| Your goal |
Going down the data below, set down exactly the line with "and where it" and each line after it through the line with "Validate after every"; no other lines.

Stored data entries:
========================================
use std::{num::NonZeroUsize, path::PathBuf, thread};

use serde::Deserialize;
use worker::ScenarioRange;

use crate::{OrchestratorError, Result};

const DEFAULT_BATCH_SIZE: NonZeroUsize = NonZeroUsize::new(32).unwrap();
const DEFAULT_VALIDATE_EVERY: NonZeroUsize = NonZeroUsize::new(50).unwrap();
const DEFAULT_AUGMENT_EVERY: NonZeroUsize = NonZeroUsize::new(1000).unwrap();
const DEFAULT_LOG_EVERY: NonZeroUsize = NonZeroUsize::new(10).unwrap();

fn default_batch_size() -> NonZeroUsize {
    DEFAULT_BATCH_SIZE
}

fn default_validate_every() -> NonZeroUsize {
    DEFAULT_VALIDATE_EVERY
}

fn default_augment_every() -> NonZeroUsize {
    DEFAULT_AUGMENT_EVERY
}

fn default_log_every() -> NonZeroUsize {
    DEFAULT_LOG_EVERY
}

fn default_true() -> bool {
    true
}

fn default_checkpoint_dir() -> PathBuf {
    PathBuf::from("saved_models")
}

fn default_cache_dir() -> PathBuf {
    PathBuf::from("data_cache")
}

/// How the training loop runs: its schedule, the scenario ranges it draws from and where it
/// keeps its files.
#[derive(Debug, Clone, Deserialize)]
#[serde(deny_unknown_fields)]
pub struct TrainingConfig {
    pub epochs: usize,
    #[serde(default = "default_batch_size")]
    pub batch_size: NonZeroUsize,
    /// Validate after every `validate_every` epochs.
    #[serde(default = "default_validate_every")]
    pub validate_every: NonZeroUsize,
    /// Consider augmenting after every `augment_every` epochs.
    #[serde(default = "default_augment_every")]
    pub augment_every: NonZeroUsize,
    #[serde(default = "default_log_every")]
    pub log_every: NonZeroUsize,
    /// The scenarios the initial training set is built from.
    pub train_range: ScenarioRange,
    pub validation_range: ScenarioRange,
    /// The scenarios augmentation runs over, everything before the validation range if missing.
    #[serde(default)]
    pub augmentation_range: Option<ScenarioRange>,
    /// The amount of simulation workers, one per cpu if missing.
    #[serde(default)]
    pub workers: Option<NonZeroUsize>,
    /// Validate with the worker pool instead of on the training thread.
    #[serde(default)]
    pub parallel_validation: bool,
    /// Continue training from the best checkpoint after every augmentation.
    #[serde(default = "default_true")]
    pub restore_best_on_augment: bool,
    #[serde(default = "default_checkpoint_dir")]
    pub checkpoint_dir: PathBuf,
    #[serde(default = "default_cache_dir")]
    pub cache_dir: PathBuf,
    #[serde(default)]
    pub shuffle: bool,
    /// The seed of the batch shuffling, random if missing.
    #[serde(default)]
    pub seed: Option<u64>,
}

impl TrainingConfig {
    /// Creates a new `TrainingConfig` with every optional field set to its default.
    pub fn new(epochs: usize, train_range: ScenarioRange, validation_range: ScenarioRange) -> Self {
        Self {
            epochs,
            batch_size: DEFAULT_BATCH_SIZE,
            validate_every: DEFAULT_VALIDATE_EVERY,
            augment_every: DEFAULT_AUGMENT_EVERY,
            log_every: DEFAULT_LOG_EVERY,
            train_range,
            validation_range,
            augmentation_range: None,
            workers: None,
            parallel_validation: false,
            restore_best_on_augment: true,
            checkpoint_dir: default_checkpoint_dir(),
            cache_dir: default_cache_dir(),
            shuffle: false,
            seed: None,
        }
    }

    /// The range augmentation runs over.
    ///
    /// # Returns
    /// An `InvalidConfig` error if no range was given and the validation range starts at `0`,
    /// leaving nothing before it.
    pub fn augmentation_range(&self) -> Result<ScenarioRange> {
        if let Some(range) = self.augmentation_range {
            return Ok(range);
        }

        self.validation_range
            .start()
            .checked_sub(1)
            .and_then(|end| ScenarioRange::new(0, end))
            .ok_or_else(|| {
                OrchestratorError::InvalidConfig(
                    "the validation range starts at 0, an augmentation_range must be given".into(),
                )
            })
    }

    pub fn workers(&self) -> NonZeroUsize {
        self.workers
            .or_else(|| thread::available_parallelism().ok())
            .unwrap_or(NonZeroUsize::MIN)
    }

    pub fn validate(&self) -> Result<()> {
        if self.epochs == 0 {
            return Err(OrchestratorError::InvalidConfig(
                "epochs must be greater than 0".into(),
            ));
        }

        let augmentation = self.augmentation_range()?;
        if overlap(augmentation, self.validation_range) {
            return Err(OrchestratorError::InvalidConfig(format!(
                "augmentation range {augmentation} overlaps validation range {}",
                self.validation_range
            )));
        }

        if overlap(self.train_range, self.validation_range) {
            return Err(OrchestratorError::InvalidConfig(format!(
                "train range {} overlaps validation range {}",
                self.train_range, self.validation_range
            )));
        }

        Ok(())
    }
}

fn overlap(a: ScenarioRange, b: ScenarioRange) -> bool {
    a.start() <= b.end() && b.start() <= a.end()
}
mod model_trainer;

pub use model_trainer::ModelTrainer;
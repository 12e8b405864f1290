//! Live progress of a pool run.
//!
//! Workers only ever go through `Progress::increment`, which bumps both counters in a single
//! critical section, so `successful <= completed` holds in every snapshot.

use std::{sync::Arc, time::Duration};

use indicatif::{ProgressBar, ProgressStyle};
use parking_lot::Mutex;
use tokio::{sync::oneshot, time};

/// The counters of a pool run at a point in time.
#[derive(Debug, Clone, Copy, Default, PartialEq, Eq)]
pub struct ProgressSnapshot {
    pub completed: u64,
    pub successful: u64,
}

/// A shared pair of counters: scenarios processed and scenarios that succeeded.
#[derive(Debug, Clone, Default)]
pub struct Progress {
    counters: Arc<Mutex<ProgressSnapshot>>,
}

impl Progress {
    pub fn new() -> Self {
        Self::default()
    }

    /// Records a processed scenario.
    ///
    /// # Arguments
    /// * `success` - Whether the scenario produced an output.
    pub fn increment(&self, success: bool) {
        let mut counters = self.counters.lock();
        counters.completed += 1;
        if success {
            counters.successful += 1;
        }
    }

    pub fn snapshot(&self) -> ProgressSnapshot {
        *self.counters.lock()
    }
}

/// Renders `progress` on a progress bar every `poll_interval` until `done` fires.
///
/// The bar is only a display: it is hidden when stderr is not a terminal and nothing waits on it.
///
/// # Arguments
/// * `progress` - The counters to poll.
/// * `total` - The amount of scenarios of the run.
/// * `poll_interval` - The time between two polls.
/// * `done` - Fires once every worker finished.
pub async fn monitor(
    progress: Progress,
    total: u64,
    poll_interval: Duration,
    mut done: oneshot::Receiver<()>,
) -> ProgressSnapshot {
    let bar = ProgressBar::new(total);
    bar.set_style(
        ProgressStyle::default_bar()
            .template("[{elapsed_precise}] [{bar:40.cyan/blue}] {pos}/{len} ({eta}) {msg}")
            .unwrap_or_else(|_| ProgressStyle::default_bar())
            .progress_chars("=> "),
    );

    let mut interval = time::interval(poll_interval);
    interval.set_missed_tick_behavior(time::MissedTickBehavior::Skip);

    loop {
        tokio::select! {
            _ = interval.tick() => render(&bar, progress.snapshot()),
            _ = &mut done => break,
        }
    }

    let last = progress.snapshot();
    render(&bar, last);
    bar.finish();
    last
}

fn render(bar: &ProgressBar, snapshot: ProgressSnapshot) {
    bar.set_position(snapshot.completed);
    bar.set_message(format!("{} successful", snapshot.successful));
}
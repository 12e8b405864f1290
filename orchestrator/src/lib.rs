//! Progressive self-augmentation training of an orbit correction model.
//!
//! The controller trains on a growing dataset, validates against a scenario oracle every few
//! epochs, keeps the best checkpoint and, whenever a better model was found since the previous
//! augmentation, lets that model synthesize new samples on a pool of simulation workers.

pub mod augmentation;
pub mod cache;
pub mod configs;
pub mod controller;
pub mod error;
pub mod gate;
pub mod validation;

use std::sync::Arc;

use log::info;
use worker::{FileOracle, SyntheticOracle};

pub use controller::{TrainingController, TrainingHistory};
pub use error::{OrchestratorError, Result};

use crate::configs::{Config, OracleConfig};

/// Runs a full training session with the oracle described by `config`.
///
/// # Errors
/// Returns an `OrchestratorError` if the configuration is invalid or training cannot continue.
pub fn train(config: Config) -> Result<TrainingHistory> {
    match config.oracle.clone() {
        OracleConfig::Files { dir } => {
            info!("loading scenarios from {}", dir.display());
            TrainingController::new(config, Arc::new(FileOracle::new(dir)))?.run()
        }
        OracleConfig::Synthetic {
            sensors,
            correctors_x,
            correctors_y,
            noise,
            seed,
        } => {
            info!(sensors = sensors, correctors_x = correctors_x, correctors_y = correctors_y; "using synthetic scenarios");
            let oracle = SyntheticOracle::new(sensors, correctors_x, correctors_y, noise, seed);
            TrainingController::new(config, Arc::new(oracle))?.run()
        }
    }
}
use crate::{MlErr, Result};

pub trait Optimizer {
    /// Updates `params` in place given the gradient of the loss with respect to them.
    ///
    /// # Returns
    /// A `ShapeMismatch` error if `params` and `grad` differ in length.
    fn update_params(&mut self, params: &mut [f32], grad: &[f32]) -> Result<()>;
}

impl<T: Optimizer + ?Sized> Optimizer for Box<T> {
    fn update_params(&mut self, params: &mut [f32], grad: &[f32]) -> Result<()> {
        (**self).update_params(params, grad)
    }
}

pub(super) fn check_len(params: &[f32], grad: &[f32]) -> Result<()> {
    if params.len() != grad.len() {
        return Err(MlErr::ShapeMismatch {
            what: "optimizer gradient",
            got: grad.len(),
            expected: params.len(),
        });
    }

    Ok(())
}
========================================
| Output |
/// How the training loop runs: its schedule, the scenario ranges it draws from and where it
/// keeps its files.
#[derive(Debug, Clone, Deserialize)]
#[serde(deny_unknown_fields)]
pub struct TrainingConfig {
    pub epochs: usize,
    #[serde(default = "default_batch_size")]
    pub batch_size: NonZeroUsize,
    /// Validate after every `validate_every` epochs.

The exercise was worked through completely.